Aún así, el público pudo saborear a la nueva cantera del cante de Jerez, a la que también se le dio su sitio sin tener que vender motos innecesarias. Manuel de la Nina, Rafael del Zambo yEnrique Remache, éste muy aplaudido por soleá, son tres exponentes con mucho futuro y a los que hay que seguir cultivando porque madera tienen.

Pudimos oler la sal de Cádiz con Juan Villar, que calentó el ambiente por tangos y bulerías marca de la casa, con el respaldo del siempre animoso Niño Jero, cuya guitarra es capaz de hacer cantar a un muerto.
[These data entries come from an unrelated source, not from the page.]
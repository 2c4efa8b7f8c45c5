//! Audit query support

use crate::error::{AuditError, Result};
use crate::event::{AuditEvent, AuditEventType};
use chrono::{DateTime, Utc};
use serde::Serialize;

/// Default page size
pub const DEFAULT_LIMIT: usize = 100;

/// Largest page a caller may request
pub const MAX_LIMIT: usize = 1000;

/// Query for audit events.
///
/// Results are always ordered by ascending `seq`. Pagination is cursor based:
/// the cursor is the `seq` of the last event the caller has already seen.
#[derive(Debug, Clone, Default)]
pub struct AuditQuery {
    /// Filter by event type
    pub event_type: Option<AuditEventType>,

    /// Filter by actor ID
    pub actor_id: Option<String>,

    /// Filter by intent or plan id
    pub subject: Option<String>,

    /// Filter by time range start (inclusive)
    pub from: Option<DateTime<Utc>>,

    /// Filter by time range end (exclusive)
    pub to: Option<DateTime<Utc>>,

    /// Only return events with `seq` greater than this
    pub cursor: Option<u64>,

    /// Maximum number of results
    pub limit: Option<usize>,
}

impl AuditQuery {
    /// Create a new query builder
    pub fn builder() -> AuditQueryBuilder {
        AuditQueryBuilder::default()
    }

    /// Reject out-of-range pagination
    pub fn validate(&self) -> Result<()> {
        match self.limit {
            Some(limit) if limit == 0 || limit > MAX_LIMIT => Err(AuditError::InvalidQuery(
                format!("limit must be between 1 and {}", MAX_LIMIT),
            )),
            _ => Ok(()),
        }
    }

    /// Check if an event matches the filters (pagination aside)
    pub fn matches(&self, event: &AuditEvent) -> bool {
        if let Some(ref event_type) = self.event_type {
            if &event.event_type != event_type {
                return false;
            }
        }

        if let Some(ref actor_id) = self.actor_id {
            if &event.actor.id != actor_id {
                return false;
            }
        }

        if let Some(ref subject) = self.subject {
            if event.subject.as_ref() != Some(subject) {
                return false;
            }
        }

        if let Some(from) = self.from {
            if event.timestamp < from {
                return false;
            }
        }

        if let Some(to) = self.to {
            if event.timestamp >= to {
                return false;
            }
        }

        true
    }

    /// Apply the query to events already ordered by `seq`
    pub fn apply(&self, events: &[AuditEvent]) -> AuditPage {
        let cursor = self.cursor.unwrap_or(0);
        let limit = self.limit.unwrap_or(DEFAULT_LIMIT).min(MAX_LIMIT);

        // seq starts at 1 and is contiguous, so the cursor doubles as an index
        let start = (cursor as usize).min(events.len());
        let mut matching = events[start..]
            .iter()
            .filter(|e| e.seq > cursor && self.matches(e));

        let page: Vec<AuditEvent> = matching.by_ref().take(limit).cloned().collect();
        let has_more = matching.next().is_some();

        let next_cursor = if has_more {
            page.last().map(|e| e.seq)
        } else {
            None
        };

        AuditPage {
            events: page,
            next_cursor,
        }
    }
}

/// One page of query results
#[derive(Debug, Clone, Serialize)]
pub struct AuditPage {
    pub events: Vec<AuditEvent>,
    /// Cursor for the next page, if more matching events exist
    pub next_cursor: Option<u64>,
}

/// Builder for audit queries
#[derive(Debug, Default)]
pub struct AuditQueryBuilder {
    query: AuditQuery,
}

impl AuditQueryBuilder {
    /// Filter by event type
    pub fn event_type(mut self, event_type: AuditEventType) -> Self {
        self.query.event_type = Some(event_type);
        self
    }

    /// Filter by actor ID
    pub fn actor_id(mut self, id: impl Into<String>) -> Self {
        self.query.actor_id = Some(id.into());
        self
    }

    /// Filter by subject
    pub fn subject(mut self, subject: impl Into<String>) -> Self {
        self.query.subject = Some(subject.into());
        self
    }

    /// Filter by time range start
    pub fn from(mut self, time: DateTime<Utc>) -> Self {
        self.query.from = Some(time);
        self
    }

    /// Filter by time range end
    pub fn to(mut self, time: DateTime<Utc>) -> Self {
        self.query.to = Some(time);
        self
    }

    /// Resume after `seq`
    pub fn cursor(mut self, seq: u64) -> Self {
        self.query.cursor = Some(seq);
        self
    }

    /// Set limit
    pub fn limit(mut self, limit: usize) -> Self {
        self.query.limit = Some(limit);
        self
    }

    /// Build the query
    pub fn build(self) -> AuditQuery {
        self.query
    }
}

#[cfg(test)]
mod tests {
    use super::*;
    use crate::event::AuditActor;
    use crate::integrity::IntegrityChain;

    fn events(types: &[(AuditEventType, &str)]) -> Vec<AuditEvent> {
        let mut chain = IntegrityChain::new();
        types
            .iter()
            .map(|(event_type, actor)| {
                let event = AuditEvent::builder(event_type.clone())
                    .actor(AuditActor::system(*actor))
                    .subject(format!("plan-{}", chain.next_seq() % 2))
                    .build()
                    .unwrap()
                    .finalize(chain.next_seq(), chain.previous_hash());
                chain.update(&event);
                event
            })
            .collect()
    }

    #[test]
    fn test_query_by_type() {
        let all = events(&[
            (AuditEventType::IntentReceived, "gateway"),
            (AuditEventType::PlanApproved, "alice"),
            (AuditEventType::IntentReceived, "gateway"),
        ]);

        let query = AuditQuery::builder()
            .event_type(AuditEventType::IntentReceived)
            .build();

        let page = query.apply(&all);
        assert_eq!(page.events.len(), 2);
        assert!(page.next_cursor.is_none());
    }

    #[test]
    fn test_query_by_actor_and_subject() {
        let all = events(&[
            (AuditEventType::PlanApproved, "alice"),
            (AuditEventType::PlanApproved, "bob"),
            (AuditEventType::PlanResumed, "alice"),
        ]);

        let by_actor = AuditQuery::builder().actor_id("alice").build();
        assert_eq!(by_actor.apply(&all).events.len(), 2);

        let by_subject = AuditQuery::builder().subject("plan-1").build();
        let page = by_subject.apply(&all);
        assert_eq!(page.events.len(), 2);
        assert!(page.events.iter().all(|e| e.seq % 2 == 1));
    }

    #[test]
    fn test_cursor_pagination() {
        let all = events(&vec![(AuditEventType::PlanSubmitted, "composer"); 10]);

        let first = AuditQuery::builder().limit(4).build().apply(&all);
        assert_eq!(
            first.events.iter().map(|e| e.seq).collect::<Vec<_>>(),
            vec![1, 2, 3, 4]
        );
        assert_eq!(first.next_cursor, Some(4));

        let second = AuditQuery::builder()
            .cursor(4)
            .limit(4)
            .build()
            .apply(&all);
        assert_eq!(second.events[0].seq, 5);
        assert_eq!(second.next_cursor, Some(8));

        let last = AuditQuery::builder()
            .cursor(8)
            .limit(4)
            .build()
            .apply(&all);
        assert_eq!(last.events.len(), 2);
        assert!(last.next_cursor.is_none());
    }

    #[test]
    fn test_cursor_past_end() {
        let all = events(&[(AuditEventType::HaltEngaged, "ops")]);
        let page = AuditQuery::builder().cursor(50).build().apply(&all);
        assert!(page.events.is_empty());
    }

    #[test]
    fn test_limit_validation() {
        assert!(AuditQuery::builder().limit(0).build().validate().is_err());
        assert!(AuditQuery::builder().limit(1001).build().validate().is_err());
        assert!(AuditQuery::builder().limit(1000).build().validate().is_ok());
        assert!(AuditQuery::default().validate().is_ok());
    }
}
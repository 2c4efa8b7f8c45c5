//! Internal-control handlers: the only way plans are approved or executed

use super::governance::parse_plan_id;
use crate::api::rest::auth::Principal;
use crate::api::rest::state::AppState;
use crate::error::{ApiError, ApiResult};
use axum::{
    body::Bytes,
    extract::{rejection::JsonRejection, Path, State},
    Extension, Json,
};
use serde::Deserialize;
use warden_core::{ApprovalRecord, Plan, StateSnapshot};

/// Halt request
#[derive(Debug, Default, Deserialize)]
pub struct HaltRequest {
    #[serde(default)]
    pub reason: Option<String>,
}

/// Execution outcome reported by the executor
#[derive(Debug, Deserialize)]
pub struct CompleteRequest {
    pub success: bool,
    #[serde(default)]
    pub detail: Option<String>,
}

/// Abort request
#[derive(Debug, Deserialize)]
pub struct AbortRequest {
    pub reason: String,
}

fn json_body<T>(body: Result<Json<T>, JsonRejection>) -> ApiResult<T> {
    body.map(|Json(value)| value)
        .map_err(|e| ApiError::BadRequest(e.body_text()))
}

/// Approve a plan (idempotent)
pub async fn approve_plan(
    State(state): State<AppState>,
    Extension(principal): Extension<Principal>,
    Path(id): Path<String>,
) -> ApiResult<Json<ApprovalRecord>> {
    let plan_id = parse_plan_id(&id)?;
    let record = state.orchestrator.approve(plan_id, &principal.name).await?;
    Ok(Json(record))
}

/// Start executing an approved plan
pub async fn resume_plan(
    State(state): State<AppState>,
    Extension(principal): Extension<Principal>,
    Path(id): Path<String>,
) -> ApiResult<Json<Plan>> {
    let plan_id = parse_plan_id(&id)?;
    let plan = state.orchestrator.resume(plan_id, &principal.name).await?;
    Ok(Json(plan))
}

/// Engage the halt. The body is optional.
pub async fn halt(
    State(state): State<AppState>,
    Extension(principal): Extension<Principal>,
    body: Bytes,
) -> ApiResult<Json<StateSnapshot>> {
    let request: HaltRequest = if body.is_empty() {
        HaltRequest::default()
    } else {
        serde_json::from_slice(&body).map_err(|e| ApiError::BadRequest(format!("invalid halt request: {}", e)))?
    };

    let snapshot = state.orchestrator.halt(&principal.name, request.reason).await?;
    Ok(Json(snapshot))
}

/// Release the halt
pub async fn release_halt(
    State(state): State<AppState>,
    Extension(principal): Extension<Principal>,
) -> ApiResult<Json<StateSnapshot>> {
    Ok(Json(state.orchestrator.release_halt(&principal.name).await?))
}

/// Report the outcome of an executing plan
pub async fn complete_plan(
    State(state): State<AppState>,
    Extension(principal): Extension<Principal>,
    Path(id): Path<String>,
    body: Result<Json<CompleteRequest>, JsonRejection>,
) -> ApiResult<Json<Plan>> {
    let plan_id = parse_plan_id(&id)?;
    let request = json_body(body)?;
    let plan = state
        .orchestrator
        .complete(plan_id, request.success, request.detail, &principal.name)
        .await?;
    Ok(Json(plan))
}

/// Abort a plan that is not executing
pub async fn abort_plan(
    State(state): State<AppState>,
    Extension(principal): Extension<Principal>,
    Path(id): Path<String>,
    body: Result<Json<AbortRequest>, JsonRejection>,
) -> ApiResult<Json<Plan>> {
    let plan_id = parse_plan_id(&id)?;
    let request = json_body(body)?;
    let plan = state
        .orchestrator
        .abort(plan_id, &request.reason, &principal.name)
        .await?;
    Ok(Json(plan))
}

/// Reset every confidence penalty to neutral
pub async fn reset_penalties(
    State(state): State<AppState>,
    Extension(principal): Extension<Principal>,
) -> ApiResult<Json<StateSnapshot>> {
    Ok(Json(state.orchestrator.reset_penalties(&principal.name).await?))
}
//! Intent submission

use crate::api::rest::auth::Principal;
use crate::api::rest::state::AppState;
use crate::error::{ApiError, ApiResult};
use axum::{body::Bytes, extract::State, http::StatusCode, Extension, Json};
use warden_core::Submission;

/// Validate, queue and compose an intent
pub async fn submit_intent(
    State(state): State<AppState>,
    Extension(principal): Extension<Principal>,
    body: Bytes,
) -> ApiResult<(StatusCode, Json<Submission>)> {
    let raw: serde_json::Value = serde_json::from_slice(&body)
        .map_err(|e| ApiError::BadRequest(format!("body is not valid JSON: {}", e)))?;

    let submission = state
        .orchestrator
        .submit_intent(&raw, &principal.name)
        .await?;

    tracing::info!(
        intent_id = %submission.intent_id,
        principal = %principal.name,
        plans = submission.plan_ids.len(),
        "Accepted intent"
    );

    Ok((StatusCode::ACCEPTED, Json(submission)))
}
Las guitarras, dicho sea de paso, brillaron con luz propia durante toda la noche. Pepe del Morao arropó bien el cante de los más jóvenes, Miguel Salado estuvo de diez acompañando a Rancapino y Panseco, dos estilos distintos, y la sonanta de Manuel Valencia sonó con más limpieza y desgarro que nunca. Sensacional. Y qué decir de Diego del Morao.... Colosal.

Aplaudido y aclamado fue Antonio Reyes, que se extendió bastante en su regreso a Jerez. Honró a Caracol con pinceladas de la zambra ‘Gitana blanca’ y retales del ‘Pregón del Uvero’. Se templó por seguiriyas y se metió a la plaza en el bolsillo por tangos, que finalizó con una letra por fandangos de Antonio El Rubio, que como es natural, recuerdan a Camarón.

Antonio Reyes es hoy por hoy un referente, y si no miren su agenda, y aunque a veces da la sensación de que puede dar mucho más, su compromiso el sábado en Jerez nadie lo pone en duda. Con la guitarra de Diego del Morao siempre aportándole, remató por bulerías y un bis por fandangos de diversos estilos (camaroneros y terremoteros).

Valiente estuvo Felipa del Moreno, que ha tomado la decisión de caminar por lo tradicional. Abrió por bamberas, exhibiendo un poderío abrumador, y fue aplacando sus ganas conforme transcurría su intervención. Alegrías, fandangos y bulerías le sirvieron para dar un paso más.

Enciclopédico estuvo Pansequito. El veterano cantaor ‘conferenció’ por soleá con su cante, recorriendo estilos; estuvo menos acertado por alegrías, y remató con otra lección de sabiduría por bulerías, durante la que fue recriminado por parte del público por cantar sin micro (no se oía nada).

Tampoco se salió del guión La Macanita. Tomasa sacó a relucir sus excelentes condiciones por soleá, con esa manera de ejecutar las cantes de la Fernanda y la Bernarda tan difícil de hacer, y empachó a público de bulerías con sello propio.

Juana la del Pipa, por aquello del tiempo, apenas sí concedió tres o cuatro letras por bulerías, eso sí, lo suficiente para hacerse notar. “Que son las tres y tengo que poner el puchero pa mañana pa la playa”, dijo antes de marcharse.

De aquí al final, resaltaron los fandangazos de David Carpio, que conoce bien sus virtudes, y que previamente había abierto por martinetes. Cerró por bulerías, donde, en otro detalle que demuestra que la profesionalidad de algunos cantaores jóvenes de Jerez va a más, se preocupó de acordarse de Moraíto con letras alusivas. Excelente.

Como de costumbre, y ya pasadas las cuatro, Capullo tiró de su ya clásico ‘hit’: ‘Apaga y enciende la luz’ y ‘Lucha por la libertad’. Tangos a toda pastilla con la perfecta guitarra de Manuel Jero, impecable. El poco público que quedaba se animó, aunque se quedó con ganas de escucharlo por caminos más reposados. Digo yo que alguna vez será. El público se marchó contento en una velada que quiere seguir en años venideros y que deja el listón muy alto para futuros planteamientos.